A study published in the British Journal of Health Psychology found that college students who went from not exercising at all to even a modest program (just two to three gym visits per week) reported a decrease in stress, smoking, alcohol and caffeine consumption, an increase in healthy eating and maintenance of household chores, and better spending and study habits. In addition to these real-life improvements, after two months of regular exercise, the students also performed better on laboratory tests of self-control. This led the researchers to speculate that exercise had a powerful impact on the students’ “capacity for self-regulation.” In laypeople’s terms, pushing through the discomfort associated with exercise — saying “yes” when their bodies and minds were telling them to say “no” — taught the students to stay cool, calm, and collected in the face of difficulty, whether that meant better managing stress, drinking less, or studying more.

For this reason, the author Charles Duhigg, in his 2012 bestseller The Power of Habit, calls exercise a “keystone habit,” or a change in one area life that brings about positive effects in other areas.

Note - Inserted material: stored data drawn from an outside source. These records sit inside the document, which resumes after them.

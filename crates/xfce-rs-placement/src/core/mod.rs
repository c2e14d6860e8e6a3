pub mod geometry;
pub mod keys;

pub use geometry::{Axes, Direction, Edges, Modifiers, Point, Rect};
pub use keys::{OutputId, RegionId, ViewId};
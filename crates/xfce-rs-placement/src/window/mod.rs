pub mod cursors;
pub mod desktop;
pub mod error;
pub mod frame;
pub mod input_mode;
pub mod interactive;
pub mod manager;
pub mod output;
pub mod placement;
pub mod resistance;
pub mod seat;
pub mod view;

Duhigg says keystone habits are powerful because “they change our sense of self and our sense of what is possible.” This explains why the charity Back on My Feet uses running to help individuals who are experiencing homelessness improve their situations. Since launching in 2009, Back on My Feet has had over 5,500 runners, 40 percent of whom have gained employment after starting to run with the group and 25 percent of whom have found permanent housing. This is also likely why it’s so common to hear about people who started training for a marathon to help them get over a divorce or even the death of a loved one.

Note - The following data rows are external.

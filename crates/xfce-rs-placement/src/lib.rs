//! Interactive window placement: move/resize grabs, edge and region
//! snapping with a delayed preview, and Alt-Tab window cycling.
//!
//! Everything is driven through [`WindowManager::handle_event`]. Drawing and
//! timers are left to the embedder through [`Presenter`] and [`OverlayTimer`].

pub mod config;
pub mod core;
pub mod cycle;
pub mod present;
pub mod snap;
pub mod window;

pub use config::{ConfigError, PlacementConfig, RegionConfig};
pub use crate::core::{Axes, Direction, Edges, Modifiers, Point, Rect};
pub use cycle::{CycleController, CycleDirection};
pub use present::{ManualTimer, NullPresenter, OverlayKind, OverlayTimer, PresentCall, Presenter, RecordingPresenter};
pub use snap::{OverlayState, RegionId};
pub use window::desktop::Desktop;
pub use window::error::{ErrorCategory, ErrorTracker, HealthStatus, PlacementError};
pub use window::input_mode::InputMode;
pub use window::interactive::{Grab, GrabKind};
pub use window::manager::{Action, Event, WindowManager};
pub use window::output::{Output, OutputId};
pub use window::view::{PlacementState, View, ViewFlags, ViewId};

Another study, this one published in the European Journal of Applied Physiology, evaluated how exercise changes our physiological response to stress. Researchers at the Karlsruhe Institute of Technology, in Germany, divided students into two groups at the beginning of the semester and instructed half to run twice a week for 20 weeks. At the end of the 20 weeks, which coincided with a particularly stressful time for the students — exams — the researchers had the students wear heart-rate monitors to measure their heart-rate variability, which is a common indicator of physiological stress (the more variability, the less stress). As you might guess by now, the students who were enrolled in the running program showed significantly greater heart-rate variability. Their bodies literally were not as stressed during exams: They were more comfortable during a generally uncomfortable time.

What’s remarkable and encouraging about these studies is that the subjects weren’t exercising at heroic intensities or volumes. They were simply doing something that was physically challenging for them – going from no exercise to some exercise; one need not be an elite athlete or fitness nerd to reap the bulletproofing benefits of exercise.

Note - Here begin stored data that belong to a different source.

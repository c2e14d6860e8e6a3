use std::time::Duration;

use tokio::time::{sleep_until, Instant};
use tracing::{debug, info};

use xfce_rs_placement::present::OsdItem;
use xfce_rs_placement::{
    Event, OutputId, OverlayKind, OverlayTimer, Presenter, RecordingPresenter, Rect, ViewId, WindowManager,
};

use crate::scene::Step;

/// Logs every draw request and keeps a copy for the final report.
#[derive(Debug, Default)]
pub struct TracingPresenter {
    pub recorded: RecordingPresenter,
}

impl Presenter for TracingPresenter {
    fn show_overlay(&mut self, geometry: Rect, kind: OverlayKind) {
        info!("Overlay {:?} at {:?}", kind, geometry);
        self.recorded.show_overlay(geometry, kind);
    }

    fn hide_overlay(&mut self) {
        info!("Overlay hidden");
        self.recorded.hide_overlay();
    }

    fn show_resize_indicator(&mut self, view: ViewId, geometry: Rect) {
        debug!("Resize indicator for {}: {}x{}", view, geometry.width, geometry.height);
        self.recorded.show_resize_indicator(view, geometry);
    }

    fn hide_resize_indicator(&mut self) {
        debug!("Resize indicator hidden");
        self.recorded.hide_resize_indicator();
    }

    fn create_cycle_osd(&mut self, output: OutputId, panel: Rect, items: &[OsdItem], selected: usize) {
        let titles: Vec<&str> = items.iter().map(|i| i.title.as_str()).collect();
        info!("Switcher on output {} at {:?}: {:?} (selected {})", output, panel, titles, selected);
        self.recorded.create_cycle_osd(output, panel, items, selected);
    }

    fn highlight_cycle_osd(&mut self, output: OutputId, selected: usize) {
        info!("Switcher on output {} selects {}", output, selected);
        self.recorded.highlight_cycle_osd(output, selected);
    }

    fn destroy_cycle_osd(&mut self, output: OutputId) {
        info!("Switcher on output {} closed", output);
        self.recorded.destroy_cycle_osd(output);
    }

    fn configure_view(&mut self, view: ViewId, geometry: Rect) {
        info!("Configure view {} to {:?}", view, geometry);
        self.recorded.configure_view(view, geometry);
    }
}

/// Overlay timer backed by the tokio clock. The replay loop polls
/// [`DeadlineTimer::deadline`] and delivers the timeout itself.
#[derive(Debug, Default)]
pub struct DeadlineTimer {
    deadline: Option<Instant>,
}

impl DeadlineTimer {
    pub fn new() -> Self {
        Self::default()
    }

    pub fn deadline(&self) -> Option<Instant> {
        self.deadline
    }

    fn expire(&mut self) -> bool {
        self.deadline.take().is_some()
    }
}

impl OverlayTimer for DeadlineTimer {
    fn arm(&mut self, delay: Duration) {
        debug!("Overlay timer armed for {:?}", delay);
        self.deadline = Some(Instant::now() + delay);
    }

    fn disarm(&mut self) {
        if self.deadline.take().is_some() {
            debug!("Overlay timer disarmed");
        }
    }
}

pub type ReplayManager = WindowManager<TracingPresenter, DeadlineTimer>;

/// Feed every step to `wm`, sleeping through waits.
pub async fn replay(wm: &mut ReplayManager, steps: Vec<Step>) {
    for step in steps {
        match step {
            Step::Event(event) => {
                wm.handle_event(event);
            }
            Step::Wait(duration) => wait(wm, duration).await,
        }
    }
}

/// Let `duration` pass, firing the overlay timer whenever it expires first.
async fn wait(wm: &mut ReplayManager, duration: Duration) {
    let until = Instant::now() + duration;
    loop {
        let deadline = wm.timer.deadline();
        tokio::select! {
            biased;

            _ = sleep_until(deadline.unwrap_or(until)), if deadline.is_some_and(|d| d <= until) => {
                if wm.timer.expire() {
                    wm.handle_event(Event::OverlayTimeout);
                }
            }
            _ = sleep_until(until) => break,
        }
    }
}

Why does any of this matter? For one, articles that claim prioritizing big fitness goals is a waste of time (exhibit A: “Don’t Run a Marathon) are downright wrong. But far more important than internet banter, perhaps a broader reframing of exercise is in order. Exercise isn’t just about helping out your health down the road, and it’s certainly not just about vanity. What you do in the gym (or on the roads, in the ocean, etc.) makes you a better, higher-performing person outside of it. The truth, cliché as it may sound, is this: When you develop physical fitness, you’re developing life fitness, too.